3 Kell had been convicted. Despite the prosecutor’s insistence that Kell’s defense had been a finger-pointing defense and was unworthy of belief, the prosecutor called Kell as a witness in the case at bar, apparently hoping to elicit testimony that he did not believe to be accurate. This was never put before the jury because Kell refused to testify.

4 There were other assignments of error that the Court of Appeals rejected, State v. White, 75 Or.App. 722, 707 P.2d 1267 (1985), but the petition for review does not address those assignments.

5 Amicus, National Association of Criminal Defense Lawyers, contends that we should decide whether the comment was improper on the basis of OEC 513, which provides:

“(1) The claim of a privilege, whether in the present proceeding or upon a prior occasion, is not a proper subject of comment by judge or counsel. No inference may be drawn from a claim of privilege.

“(2) In jury cases, proceedings shall be conducted, to the extent practicable, so as to facilitate the making of claims of privilege without the knowledge of the jury.

“(3) Upon request, any party against whom the jury might draw an adverse inference from a claim of privilege is entitled to an instruction that no inference may be drawn therefrom.”

Because we have not had the benefit of full briefing on that issue, we shall not decide it.

6 The defendant’s exercise of his right to remain silent both in Griffin v. California, 380 U.S. 609, 85 S.Ct. 1229, 14 L.Ed.2d 106 (1965), and in State v. Wederski, 230 Or. 57, 368 P.2d 393 (1962), occurred during his own trial. Since the time of those decisions, the Supreme Court of the United States has made it clear that the Due Process Clause prevents the prosecution from using at trial the defendant’s exercise of his right to remain silent under police custodial interrogation. Miranda v. Arizona, 384 U.S. 436, 86 S.Ct. 1602, 16 L.Ed.2d 694 (1966):

“In accord with our decision today, it is impermissible to penalize an individual for exercising his Fifth Amendment privilege when he is under police custodial interrogation. The prosecution may not, therefore, use at the trial the fact that he stood mute or claimed his privilege in the face of accusation.”

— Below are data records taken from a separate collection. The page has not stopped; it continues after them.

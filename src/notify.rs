//! Email reminders for the daily topic and for missed practice days.
//!
//! Only the decision logic and message rendering live here. Actual delivery
//! goes through the [`MailTransport`] seam so the SMTP machinery (and its
//! credentials) stay outside the core.

use chrono::{Duration, NaiveDate, NaiveDateTime, NaiveTime};

use crate::curriculum::CurriculumDay;
use crate::models::ProgressRow;
use crate::stats::Schedule;

pub const DEFAULT_REMINDER_TIME: &str = "09:00";
pub const DEFAULT_SENDER: &str = "pythonlearningtracker@gmail.com";

/// How long after the configured reminder time a reminder still fires.
const REMINDER_WINDOW_MINUTES: i64 = 5;

pub type Result<T> = std::result::Result<T, NotifyError>;

#[derive(Debug, thiserror::Error)]
pub enum NotifyError {
    /// EMAIL_PASSWORD is not set; delivery is impossible but nothing else
    /// is wrong. Reported, never escalated into store or stats failures.
    #[error("email password not configured; set the EMAIL_PASSWORD environment variable")]
    MissingCredentials,

    /// The transport refused or failed to deliver.
    #[error("mail transport failed: {0}")]
    Transport(String),
}

/// A rendered, ready-to-send email.
#[derive(Debug, Clone, PartialEq)]
pub struct EmailMessage {
    pub to: String,
    pub subject: String,
    pub html_body: String,
}

/// Delivery seam. Implementations own connection details and credentials.
pub trait MailTransport {
    fn send(&self, message: &EmailMessage) -> Result<()>;
}

/// Sender credentials resolved from the process environment.
pub struct SmtpCredentials {
    pub sender: String,
    /// Consumed by transports that perform the SMTP login.
    #[allow(dead_code)]
    pub password: String,
}

impl SmtpCredentials {
    /// Read EMAIL_PASSWORD from the environment. An absent or empty value
    /// degrades to [`NotifyError::MissingCredentials`].
    pub fn from_env() -> Result<Self> {
        match std::env::var("EMAIL_PASSWORD") {
            Ok(password) if !password.is_empty() => Ok(Self {
                sender: DEFAULT_SENDER.to_string(),
                password,
            }),
            _ => Err(NotifyError::MissingCredentials),
        }
    }
}

/// Daily reminder about the scheduled topic.
pub fn reminder_message(to: &str, day: &CurriculumDay, scheduled: NaiveDate) -> EmailMessage {
    let html_body = format!(
        r#"<html>
<body>
<h2>Python Learning Tracker - Daily Reminder</h2>
<p>Hello Python learner!</p>
<p>This is a friendly reminder about today's learning topic:</p>
<div style="background-color: #f0f8ff; padding: 15px; border-left: 5px solid #3366cc; margin: 10px 0;">
    <h3>Day {}: {}</h3>
    <p><strong>Practice:</strong> {}</p>
    <p><strong>Scheduled for:</strong> {}</p>
</div>
<p>Don't forget to mark your progress in the Python Learning Tracker!</p>
<p>Happy coding!</p>
</body>
</html>"#,
        day.day,
        day.topic,
        day.practice,
        scheduled.format("%B %d, %Y"),
    );

    EmailMessage {
        to: to.to_string(),
        subject: "Python Learning Reminder".to_string(),
        html_body,
    }
}

/// Nudge after a missed practice day, pointing at today's topic.
pub fn missed_day_message(to: &str, day: &CurriculumDay) -> EmailMessage {
    let html_body = format!(
        r#"<html>
<body>
<h2>Python Learning Tracker - Missed Day Alert</h2>
<p>Hello Python learner!</p>
<p>We noticed you missed your Python practice yesterday. Don't worry - it happens to everyone!</p>
<div style="background-color: #fff0f0; padding: 15px; border-left: 5px solid #dc3545; margin: 10px 0;">
    <h3>Today's topic: Day {}: {}</h3>
    <p>Why not catch up today? Remember, consistency is key to learning programming!</p>
</div>
<p>Don't break your learning streak - a little practice every day is better than a long session once a week.</p>
<p>Happy coding!</p>
</body>
</html>"#,
        day.day, day.topic,
    );

    EmailMessage {
        to: to.to_string(),
        subject: "Python Learning - Missed Practice Day".to_string(),
        html_body,
    }
}

/// Send the daily reminder iff `now` falls inside the five-minute window
/// after `reminder_time` ("HH:MM"). A malformed time string is a no-send,
/// not an error. Returns whether a reminder went out.
pub fn check_and_send_daily_reminder(
    transport: &dyn MailTransport,
    to: &str,
    reminder_time: &str,
    now: NaiveDateTime,
    day: &CurriculumDay,
    scheduled: NaiveDate,
) -> Result<bool> {
    let Some(target) = parse_reminder_time(reminder_time) else {
        return Ok(false);
    };

    let reminder_at = now.date().and_time(target);
    let elapsed = now - reminder_at;
    if elapsed >= Duration::zero() && elapsed < Duration::minutes(REMINDER_WINDOW_MINUTES) {
        transport.send(&reminder_message(to, day, scheduled))?;
        return Ok(true);
    }

    Ok(false)
}

/// If yesterday mapped to a curriculum day that was not completed, send the
/// missed-day nudge about today's topic. Returns whether a message went out.
pub fn check_for_missed_days(
    transport: &dyn MailTransport,
    to: &str,
    rows: &[ProgressRow],
    schedule: &Schedule,
    today: NaiveDate,
    current_day: &CurriculumDay,
) -> Result<bool> {
    let yesterday = today - Duration::days(1);

    let missed = rows.iter().any(|row| {
        schedule.scheduled_date(row.day) == Some(yesterday) && !row.completed
    });

    if missed {
        transport.send(&missed_day_message(to, current_day))?;
        return Ok(true);
    }

    Ok(false)
}

fn parse_reminder_time(value: &str) -> Option<NaiveTime> {
    NaiveTime::parse_from_str(value, "%H:%M").ok()
}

384 U.S. at 468 n. 37, 86 S.Ct. at 1624 n. 37.

It has not been argued to us that a different constitutional rule should apply to exercise of the privilege on the occasion of a prior trial, and we do not see a reason to pronounce a different rule. At a subconstitutional level, the Oregon Evidence Code would seem to prohibit a prosecutor’s drawing to the jury’s attention the claim of a privilege. See OEC 513, supra, n. 5.

7 Mr. Justice Stevens has phrased the same idea somewhat differently:

“For the judge or prosecutor to call it [a defendant’s silence] to the jury’s attention has an undeniably adverse effect on the defendant. Even if jurors try faithfully to obey their instructions, the connection between silence and guilt is often too direct and too natural to be resisted. When the jurors have in fact overlooked it, telling them to ignore the defendant’s silence is like telling them not to think of a white bear.”

Lakeside v. Oregon, 435 U.S. 333, 345, 98 S.Ct. 1091, 55 L.Ed.2d 319 (1978) (Stevens, J., dissenting).

8 In State v. Jones, 279 Or. 55, 63, 566 P.2d 867 (1977), this court said:

“While it is expected that a prosecuting attorney will be zealous in his efforts to convict a defendant believed by him to be guilty of a crime, it must also be remembered that the prosecuting attorney, as a representative of the state, owes a primary duty to see that all criminal defendants receive a fair trial.”

The court held that prosecutorial misconduct in that case required a new trial. The prosecuting attorney in that case was the same one as in the case at bar. See also In re Barnes, 281 Or. 375, 574 P.2d 657 (1978).

9 An arguably similar interpretation of the statute is found at least as early as in State v. Cody, 18 Or. 506, 23 P. 891, 24 P. 895 (1890).

10 Justice Holman also dissented, but on the basis that application of the rule required reversal.